Il terrorismo è uno strano rituale

Da qualche tempo gli estremisti di sinistra del gruppo Arran, legato al partito indipendentista Candidatura d’Unitat Popular, hanno iniziato a imbrattare Barcellona con scritte minacciose contro i turisti, come quella qui di seguito (col senno di poi leggermente macabra):

A inizio di questo mese gli “attivisti” hanno poi deciso di “alzare il livello” della contestazione, assaltando un bus di visitatori (quasi a mettere in scena una parodia di attentato terroristico) e tagliando le gomme alle bici del bike-sharing comunale (a quanto pare un servizio troppo apprezzato dai turisti).

Dopo nemmeno due settimane, si è scoperto che l’equazione “turista = terrorista” non era del tutto azzeccata, e che gli unici veri terroristi restano sempre… i terroristi (A → A).

Con tale consapevolezza, si può meditare sul commento che il giornalista catalano Enric Juliana ha rilasciato in un’intervista al “Corriere” riguardo l’iniziativa (Volevamo il successo, ora però dobbiamo limitarlo, 4 agosto 2017:

“L’aggressione è avvenuta un periferia, per fortuna: con l’allarme antiterrorismo e il centro presidiato, se la polizia vede quattro tizi mascherati assalire un bus turistico, può succedere un massacro”.

Il massacro c’è stato, ma non nelle forme evocate dal giornalista e dai contestatori. Eppure, è come se ci fosse un legame, seppur sottilissimo (o forse solo frutto delle mie suggestioni), tra la pantomima e l’atto reale.
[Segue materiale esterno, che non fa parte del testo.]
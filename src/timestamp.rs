pub fn time_str(sec: f64) -> String {
    let ms = sec * 1000f64;
    let hours = (ms / 3600000f64) as u64;
    let minutes = ((ms % 3600000f64) / 60000f64) as u64;
    let seconds = ((ms % 60000f64) / 1000f64) as u64;
    let milliseconds = (ms % 1000f64) as u64;

    format!(
        "{hours:0width$}:{minutes:02}:{seconds:02}.{milliseconds:03}",
        width = if hours >= 100 { 0 } else { 2 }
    )
}

#[test]
fn formats_hours_minutes_seconds() {
    assert_eq!(time_str(0.0), "00:00:00.000");
    assert_eq!(time_str(3723.5), "01:02:03.500");
    assert_eq!(time_str(125.25), "00:02:05.250");
}
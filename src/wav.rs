use std::io::{self, BufWriter, Seek, SeekFrom, Write};

use esframed_macros::{ToBytes, riff_chunk};

pub const RIFF_ID: [u8; 4] = *b"RIFF";
pub const WAVE_ID: [u8; 4] = *b"WAVE";
pub const DATA_ID: [u8; 4] = *b"data";

const WAVE_FORMAT_PCM: u16 = 1;
const BITS_PER_SAMPLE: u16 = 16;

/// Offset of the RIFF size field.
const RIFF_SIZE_POSITION: u64 = 4;

pub trait RiffChunk {
    fn chunk_id(&self) -> &[u8; 4];
    fn chunk_data(&self) -> Vec<u8>;

    fn write_chunk<W: Write>(&self, writer: &mut W) -> io::Result<()> {
        let data = self.chunk_data();
        writer.write_all(self.chunk_id())?;
        writer.write_all(&(data.len() as u32).to_le_bytes())?;
        writer.write_all(&data)
    }
}

#[riff_chunk(b"fmt ")]
#[derive(ToBytes)]
struct FmtChunk {
    format_tag: u16,
    channels: u16,
    sample_rate: u32,
    byte_rate: u32,
    block_align: u16,
    bits_per_sample: u16,
}

/// RIFF WAVE writer for 16-bit little-endian PCM
pub struct WAVWriter<W: Write + Seek> {
    writer: BufWriter<W>,
    data_size_position: u64,
    data_written: u64,
    sample_rate: u32,
    channels: u16,
}

impl<W: Write + Seek> WAVWriter<W> {
    pub fn new(writer: W) -> Self {
        Self {
            writer: BufWriter::new(writer),
            data_size_position: 0,
            data_written: 0,
            sample_rate: 48000,
            channels: 2,
        }
    }

    pub fn configure_audio_format(&mut self, sample_rate: u32, channels: u16) -> io::Result<()> {
        if self.data_written > 0 {
            return Err(io::Error::new(
                io::ErrorKind::InvalidInput,
                "Cannot change format after writing data",
            ));
        }

        self.sample_rate = sample_rate;
        self.channels = channels;
        Ok(())
    }

    /// Writes the header with zero sizes, patched by [`finish`](Self::finish).
    pub fn write_header(&mut self) -> io::Result<()> {
        let block_align = self
            .channels
            .checked_mul(BITS_PER_SAMPLE / 8)
            .ok_or_else(|| invalid_format("Too many channels"))?;
        let byte_rate = self
            .sample_rate
            .checked_mul(block_align as u32)
            .ok_or_else(|| invalid_format("Byte rate exceeds 32 bits"))?;

        let fmt = FmtChunk {
            format_tag: WAVE_FORMAT_PCM,
            channels: self.channels,
            sample_rate: self.sample_rate,
            byte_rate,
            block_align,
            bits_per_sample: BITS_PER_SAMPLE,
        };

        self.writer.write_all(&RIFF_ID)?;
        self.writer.write_all(&0u32.to_le_bytes())?;
        self.writer.write_all(&WAVE_ID)?;

        fmt.write_chunk(&mut self.writer)?;

        self.writer.write_all(&DATA_ID)?;
        self.data_size_position = self.writer.stream_position()?;
        self.writer.write_all(&0u32.to_le_bytes())?;

        Ok(())
    }

    /// Appends interleaved 16-bit little-endian samples.
    pub fn write_pcm_16bit(&mut self, bytes: &[u8]) -> io::Result<()> {
        self.writer.write_all(bytes)?;
        self.data_written += bytes.len() as u64;
        Ok(())
    }

    /// Flushes and patches the RIFF and data chunk sizes.
    pub fn finish(&mut self) -> io::Result<()> {
        self.writer.flush()?;

        let current_pos = self.writer.stream_position()?;
        let too_large = || io::Error::new(io::ErrorKind::InvalidData, "WAV data exceeds 4 GiB");
        let data_size = u32::try_from(self.data_written).map_err(|_| too_large())?;
        let riff_size = u32::try_from(current_pos - 8).map_err(|_| too_large())?;

        self.writer.seek(SeekFrom::Start(self.data_size_position))?;
        self.writer.write_all(&data_size.to_le_bytes())?;

        self.writer.seek(SeekFrom::Start(RIFF_SIZE_POSITION))?;
        self.writer.write_all(&riff_size.to_le_bytes())?;

        self.writer.seek(SeekFrom::Start(current_pos))?;
        self.writer.flush()?;

        Ok(())
    }

    #[cfg(test)]
    pub fn into_inner(self) -> io::Result<W> {
        self.writer.into_inner().map_err(|e| e.into_error())
    }
}

fn invalid_format(msg: &str) -> io::Error {
    io::Error::new(io::ErrorKind::InvalidInput, msg.to_string())
}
Il terrorismo è infatti uno strano rituale, che si perpetua attraverso il diabolico meccanismo della mimesi, insignito ultimamente anche di base biologica (i “neuroni specchio” di cui tanto si discute). Ci troviamo di fronte a un fenomeno che si potrebbe definire come “paradosso di Werther” (una variazione sul tema del famoso “effetto” con cui si registra un aumento di suicidi ogni volta che i media annunciano che qualche celebrità si è tolta la vita), ovvero: è davvero possibile imporre la censura sulle notizie riguardanti gli attentati, per evitare il pericolo di emulazione, oppure qualsiasi provvedimento del genere obbligherebbe a estendere la censura a livelli inimmaginabili (fino all’instaurazione di uno stato, se non di polizia, almeno di “psico-polizia”)?
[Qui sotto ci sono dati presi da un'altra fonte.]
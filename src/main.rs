use anyhow::Result;
use clap::Parser as ClapParser;
use indicatif::MultiProgress;
use indicatif_log_bridge::LogWrapper;

use cli::command::{Cli, Commands, LogFormat};
use cli::extract::cmd_extract;
use cli::info::cmd_info;

mod byteorder;
mod cli;
mod input;
pub(crate) mod timestamp;
mod wav;

fn main() -> Result<()> {
    let cli = Cli::parse();

    let base_level = cli.loglevel.to_level_filter();

    let multi = MultiProgress::new();

    let mut env_builder = env_logger::Builder::from_default_env();
    env_builder.filter_level(base_level);
    match cli.log_format {
        LogFormat::Plain => {
            env_builder.format_timestamp_millis();
        }
        LogFormat::Json => {
            env_builder.format(|buf, record| {
                use std::io::Write;
                writeln!(
                    buf,
                    "{{\"ts\":\"{}\",\"lvl\":\"{}\",\"target\":\"{}\",\"msg\":{:?}}}",
                    buf.timestamp_millis(),
                    record.level(),
                    record.target(),
                    record.args().to_string()
                )
            });
        }
    }

    let pb = if cli.progress {
        let logger = env_builder.build();
        LogWrapper::new(multi.clone(), logger).try_init()?;
        Some(&multi)
    } else {
        env_builder.try_init()?;
        None
    };

    match cli.command {
        Commands::Info(ref args) => cmd_info(args, &cli, pb)?,
        Commands::Extract(ref args) => cmd_extract(args, &cli, pb)?,
    }

    Ok(())
}
/// Frame synchronization.
///
/// Fast sync-word checks, full header checks and the byte-walking
/// resynchronization [`scan`](sync::scan).
pub mod sync;

/// Buffered stream parsing.
///
/// Provides the [`Parser`](parse::Parser) that keeps the decode buffer and the
/// timestamp queue consistent and reports the current frame.
pub mod parse;

/// Producer/consumer sharing of one parser.
///
/// Provides [`SharedParser`](shared::SharedParser), the mutex and condition
/// variable pair producers append through and the drive loop waits on.
pub mod shared;

/// Frame consumption.
///
/// Provides the [`DriveLoop`](drive::DriveLoop) worker plus the
/// [`FrameDecoder`](drive::FrameDecoder) and [`OutputSink`](drive::OutputSink)
/// collaborator traits.
pub mod drive;

/// AC-3, 48 kHz, frmsizecod 0 (32 kbit/s, 128-byte frames), 2/0 stereo.
pub const EXAMPLE_AC3_HEADER: [u8; 7] = [0x0B, 0x77, 0x00, 0x00, 0x00, 0x40, 0x40];
pub const EXAMPLE_AC3_FRAME_SIZE: usize = 128;

/// E-AC-3 independent substream, 48 kHz, 6 blocks, 3/2 + LFE, 256-byte frames.
pub const EXAMPLE_EAC3_HEADER: [u8; 6] = [0x0B, 0x77, 0x00, 0x7F, 0x3F, 0x80];
pub const EXAMPLE_EAC3_FRAME_SIZE: usize = 256;

/// MPEG-1 Layer III, 128 kbit/s, 44.1 kHz, joint stereo, 417-byte frames.
pub const EXAMPLE_MPEG_HEADER: [u8; 4] = [0xFF, 0xFB, 0x90, 0x64];
pub const EXAMPLE_MPEG_FRAME_SIZE: usize = 417;

/// ADTS AAC-LC, 48 kHz, stereo, no CRC, 200-byte frames.
pub const EXAMPLE_ADTS_HEADER: [u8; 7] = [0xFF, 0xF1, 0x4C, 0x80, 0x19, 0x1F, 0xFC];
pub const EXAMPLE_ADTS_FRAME_SIZE: usize = 200;

/// Builds a frame of `size` bytes from `header` followed by zeroed payload.
pub fn example_frame(header: &[u8], size: usize) -> Vec<u8> {
    let mut frame = header.to_vec();
    frame.resize(size.max(header.len()), 0);
    frame
}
Credo che su questo punto dovremmo purtroppo rassegnarci: quella che stiamo vivendo è la stagione del terrore. L’unica cosa che possiamo fare è evitare ogni forma di ipocrisia, sia a livello personale che sociale (e politico). In primo luogo, perché non abbiamo a che fare con degli “insospettabili”, ma con individui che a causa della tolleranza politicamente corretta hanno coltivato una hybris allucinante. Forse l’estendersi del “contagio” sta favorendo un cambiamento di mentalità (o “sensibilità”) nei confronti del problema: temo tuttavia che ci vorrà del tempo prima che il sanglot de l’homme blanc si attenui. Per ora è già un progresso il fatto che molti leitmotiv stiano lentamente scomparendo dai palinsesti giornalistici: niente più “Li abbiamo bombardati prima noi”; “È una reazione all’islamofobia”; “Gli incidenti stradali e l’alcolismo uccidono più persone”; “Il cambiamento climatico è la prima causa del terrorismo”, eccetera.
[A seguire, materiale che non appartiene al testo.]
use std::fs::File;
use std::thread::JoinHandle;
use std::time::Instant;

use anyhow::{Result, anyhow, bail};
use indicatif::MultiProgress;

use super::producer::{ProducerConfig, spawn_producer};
use super::progress::{create_progress_bar, finalize_progress_bar};
use super::sink::FileSink;
use crate::cli::command::{Cli, ExtractArgs, OutputFormat};
use crate::input::input_size;
use crate::timestamp::time_str;
use esframe::process::drive::DriveLoop;
use esframe::process::parse::Parser;
use esframe::process::shared::SharedParser;
use esframe::structs::codec::PcmFormat;

pub fn cmd_extract(args: &ExtractArgs, cli: &Cli, multi: Option<&MultiProgress>) -> Result<()> {
    if args.chunk_size == 0 {
        bail!("--chunk-size must be at least 1 byte");
    }
    if args.format == OutputFormat::Wav && args.pcm_channels.is_none() {
        bail!("WAV output needs PCM input, declare it with --pcm-channels");
    }

    log::info!(
        "Extracting stream: {} -> {} (strict mode: {})",
        args.input.display(),
        args.output.display(),
        cli.strict
    );

    let mut parser = Parser::default();
    if let Some(channels) = args.pcm_channels {
        let format = PcmFormat {
            channels,
            sampling_rate: args.pcm_rate,
        };
        log::info!("Input declared as PCM: {channels} ch @ {} Hz", format.sampling_rate);
        parser.set_pcm_format(Some(format));
    }
    let shared = SharedParser::new(parser);

    let total_bytes = input_size(&args.input);
    let pb = match multi {
        Some(multi) => Some(create_progress_bar(multi, total_bytes)?),
        None => None,
    };

    let sink = FileSink::new(File::create(&args.output)?, args.format, args.expand_5_1);
    let mut drive = DriveLoop::new(shared.clone(), Box::new(sink));
    drive.set_fail_level(cli.fail_level());

    let start_time = Instant::now();
    let drive_thread = drive.spawn();

    let producer_thread = spawn_producer(ProducerConfig {
        input_path: args.input.clone(),
        chunk_size: args.chunk_size,
        start_pts: args.start_pts,
        shared: shared.clone(),
        pb: pb.clone(),
    });

    // The drive loop returns after the producer finished, or early on error.
    let drive_result = join(drive_thread, "Drive loop");
    shared.stop();
    let producer_result = join(producer_thread, "Producer");

    let (stats, bytes_read) = match (drive_result, producer_result) {
        (Ok(stats), Ok(bytes_read)) => (stats, bytes_read),
        (Err(e), _) | (_, Err(e)) => {
            if let Some(pb) = pb {
                pb.finish_with_message("extraction failed");
            }
            return Err(e);
        }
    };

    finalize_progress_bar(&pb, total_bytes, &stats, start_time);

    let parser_stats = shared.lock().stats();
    log::info!(
        "Extracted {} frames ({} bytes, {}) from {bytes_read} input bytes",
        stats.frames_emitted,
        stats.bytes_emitted,
        time_str(stats.duration.as_secs_f64())
    );
    log::info!(
        "{} setup changes, {} resets, {} errors, {} bytes skipped in {} resyncs",
        stats.setup_changes,
        stats.resets,
        stats.errors,
        parser_stats.bytes_skipped,
        parser_stats.resyncs
    );

    if stats.frames_emitted == 0 {
        log::warn!("No frame was extracted");
    }

    Ok(())
}

fn join<T>(handle: JoinHandle<Result<T>>, name: &str) -> Result<T> {
    handle
        .join()
        .map_err(|_| anyhow!("{name} thread panicked"))?
}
Bisognerà infine rendersi conto una volta per tutte che si tratta, come detto, di una questione di hybris, e agire di conseguenza. Per esempio, non azzardarsi mai più a giustificare l’assalto alla redazione di un giornale in quanto colpevole di aver “insultato la fede degli altri”; è necessario far passare il principio che chi offre un alibi agli assassini alimenta l’emulazione più di qualsiasi diretta televisiva.

Non vorrei invece perdere un solo istante a deplorare complottismi e paranoie varie, poiché è evidente che alcune persone sono talmente dissociate da non rendersi conto neppure di quel sta accadendo nel loro vicinato. La realtà è stata descritta plasticamente dall’orientalista francese Oliver Roy, con una formula che seppur già abusata resta valida: non siamo di fronte una radicalizzazione dell’islam, ma a una islamizzazione del radicalismo. Il che ovviamente non dovrebbe portare a ripetere ossessivamente le solite baggianate, del tipo “islam vuol dire pace” (eterna, probabilmente), ma semmai stimolare un approccio concentrato in primis su quegli immigrati di seconda generazione suscettibili di indottrinamento: anche in Italia abbiamo tanti aspiranti jihadisti che hanno “l’intelligenza di un posacenere vuoto” (così l’avvocato di uno dei terroristi che attaccarono Parigi nel novembre del 2015) e che sono pronti a colpire con qualsiasi mezzo possibile (dai coltelli da cucina alle bombole del gas). Far finta che tutto ciò non stia accadendo è un atteggiamento che ormai non ha più alcun senso (semmai l’abbia avuto).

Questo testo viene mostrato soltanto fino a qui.